== Record extracts ==
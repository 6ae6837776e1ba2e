// Copyright 2025 eraflo
//
// Licensed under the Apache License, Version 2.0 (the "License");
// you may not use this file except in compliance with the License.
// You may obtain a copy of the License at
//
//     http://www.apache.org/licenses/LICENSE-2.0
//
// Unless required by applicable law or agreed to in writing, software
// distributed under the License is distributed on an "AS IS" BASIS,
// WITHOUT WARRANTIES OR CONDITIONS OF ANY KIND, either express or implied.
// See the License for the specific language governing permissions and
// limitations under the License.

//! The frame data model: what front-end culling hands over to the back end.
//!
//! Everything in here is read-only to the back end. Shared records are held
//! through [`Arc`](std::sync::Arc) and compared by pointer when the back end
//! needs identity (same object, same material).

pub mod draw_surf;
pub mod light;
pub mod material;
pub mod mesh;
pub mod object;
pub mod view;

pub use self::draw_surf::*;
pub use self::light::*;
pub use self::material::*;
pub use self::mesh::*;
pub use self::object::*;
pub use self::view::*;
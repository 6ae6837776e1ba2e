// Copyright 2025 eraflo
//
// Licensed under the Apache License, Version 2.0 (the "License");
// you may not use this file except in compliance with the License.
// You may obtain a copy of the License at
//
//     http://www.apache.org/licenses/LICENSE-2.0
//
// Unless required by applicable law or agreed to in writing, software
// distributed under the License is distributed on an "AS IS" BASIS,
// WITHOUT WARRANTIES OR CONDITIONS OF ANY KIND, either express or implied.
// See the License for the specific language governing permissions and
// limitations under the License.

//! The render back end: batching, pass drivers and shadow scheduling.
//!
//! [`BackEnd`] owns everything that lives across frames and sequences the
//! passes of a view. The pieces are usable on their own: a [`Batch`] driven
//! by [`passes::walk_surfaces`] with an explicit [`BackEndContext`] is enough
//! to submit any surface list.

pub mod batch;
pub mod config;
pub mod context;
pub mod debug_prims;
pub mod passes;
pub mod shadow;

pub use self::batch::{Batch, FlushKind};
pub use self::config::{load_settings, parse_settings, LaneError};
pub use self::context::{
    BackEndContext, BuiltinShaders, BuiltinTextures, RenderTargets, ShadowState, MAX_CASCADES,
};
pub use self::debug_prims::{DebugPrim, DebugPrimitives};
pub use self::shadow::{CascadeThrottle, ShadowScheduler};

use ember_core::renderer::api::{
    DrawSurf, RenderCounter, RenderFrame, RenderSettings, RenderTarget, ViewDefinition,
};
use ember_core::renderer::{Rect, RenderDevice, ResourceError};

/// The back end of one renderer.
#[derive(Debug)]
pub struct BackEnd {
    ctx: BackEndContext,
    batch: Batch,
    shadows: ShadowScheduler,
    debug_prims: DebugPrimitives,
}

impl BackEnd {
    /// Allocates the device resources of the back end.
    pub fn init(
        device: &mut dyn RenderDevice,
        settings: RenderSettings,
        shaders: BuiltinShaders,
        textures: BuiltinTextures,
        targets: RenderTargets,
        camera: ViewDefinition,
    ) -> Result<Self, ResourceError> {
        let mut batch = Batch::init(device, &settings)?;
        let debug_prims = match DebugPrimitives::init(device) {
            Ok(debug_prims) => debug_prims,
            Err(e) => {
                batch.shutdown(device);
                return Err(e);
            }
        };

        log::debug!(
            "Render back end ready: {}x{} shadow maps, {} cascades",
            targets.shadow_map.width,
            targets.shadow_map.height,
            settings.csm_count
        );

        Ok(Self {
            ctx: BackEndContext::new(settings, shaders, textures, targets, camera),
            batch,
            shadows: ShadowScheduler::new(),
            debug_prims,
        })
    }

    /// Releases the device resources.
    pub fn shutdown(&mut self, device: &mut dyn RenderDevice) {
        self.batch.shutdown(device);
        self.debug_prims.shutdown(device);
        log::info!("Render back end shut down");
    }

    /// The context passed to every pass.
    pub fn context(&self) -> &BackEndContext {
        &self.ctx
    }

    /// Mutable access to the context, to change settings between frames.
    pub fn context_mut(&mut self) -> &mut BackEndContext {
        &mut self.ctx
    }

    /// Statistics of the current frame.
    pub fn counter(&self) -> &RenderCounter {
        &self.ctx.counter
    }

    /// The shadow scheduler and its cross-frame state.
    pub fn shadows(&self) -> &ShadowScheduler {
        &self.shadows
    }

    /// The debug primitive buffer.
    pub fn debug_prims(&self) -> &DebugPrimitives {
        &self.debug_prims
    }

    /// The debug primitive buffer, to add or clear primitives.
    pub fn debug_prims_mut(&mut self) -> &mut DebugPrimitives {
        &mut self.debug_prims
    }

    /// Starts back-end frame `frame`, resetting the counters.
    pub fn begin_frame(&mut self, frame: u32, frame_time: f32) {
        self.ctx.begin_frame(frame, frame_time);
    }

    /// Draws a 3D view.
    pub fn draw_view(&mut self, device: &mut dyn RenderDevice, frame: &RenderFrame) {
        passes::draw_view(
            &mut self.ctx,
            device,
            &mut self.batch,
            &mut self.shadows,
            &self.debug_prims,
            frame,
        );
    }

    /// Draws 2D interface surfaces over `screen_rect`.
    pub fn draw_2d_view(
        &mut self,
        device: &mut dyn RenderDevice,
        surfs: &[DrawSurf],
        screen_rect: Rect,
    ) {
        passes::draw_2d_view(&mut self.ctx, device, &mut self.batch, surfs, screen_rect);
    }

    /// Renders the occluders of `frame` into `target`. Returns `true` if any
    /// occluder was drawn.
    pub fn draw_occlusion_map(
        &mut self,
        device: &mut dyn RenderDevice,
        frame: &RenderFrame,
        target: RenderTarget,
    ) -> bool {
        passes::draw_occlusion_map(&mut self.ctx, device, &mut self.batch, frame, target)
    }
}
===
**To do**
All lines from the line holding "pub fn shadows(&self)" through the end of the records above need to be transcribed exactly, and no other text should appear.

**Solved exercise**
    pub fn shadows(&self) -> &ShadowScheduler {
        &self.shadows
    }

    /// The debug primitive buffer.
    pub fn debug_prims(&self) -> &DebugPrimitives {
        &self.debug_prims
    }

    /// The debug primitive buffer, to add or clear primitives.
    pub fn debug_prims_mut(&mut self) -> &mut DebugPrimitives {
        &mut self.debug_prims
    }

    /// Starts back-end frame `frame`, resetting the counters.
    pub fn begin_frame(&mut self, frame: u32, frame_time: f32) {
        self.ctx.begin_frame(frame, frame_time);
    }

    /// Draws a 3D view.
    pub fn draw_view(&mut self, device: &mut dyn RenderDevice, frame: &RenderFrame) {
        passes::draw_view(
            &mut self.ctx,
            device,
            &mut self.batch,
            &mut self.shadows,
            &self.debug_prims,
            frame,
        );
    }

    /// Draws 2D interface surfaces over `screen_rect`.
    pub fn draw_2d_view(
        &mut self,
        device: &mut dyn RenderDevice,
        surfs: &[DrawSurf],
        screen_rect: Rect,
    ) {
        passes::draw_2d_view(&mut self.ctx, device, &mut self.batch, surfs, screen_rect);
    }

    /// Renders the occluders of `frame` into `target`. Returns `true` if any
    /// occluder was drawn.
    pub fn draw_occlusion_map(
        &mut self,
        device: &mut dyn RenderDevice,
        frame: &RenderFrame,
        target: RenderTarget,
    ) -> bool {
        passes::draw_occlusion_map(&mut self.ctx, device, &mut self.batch, frame, target)
    }
}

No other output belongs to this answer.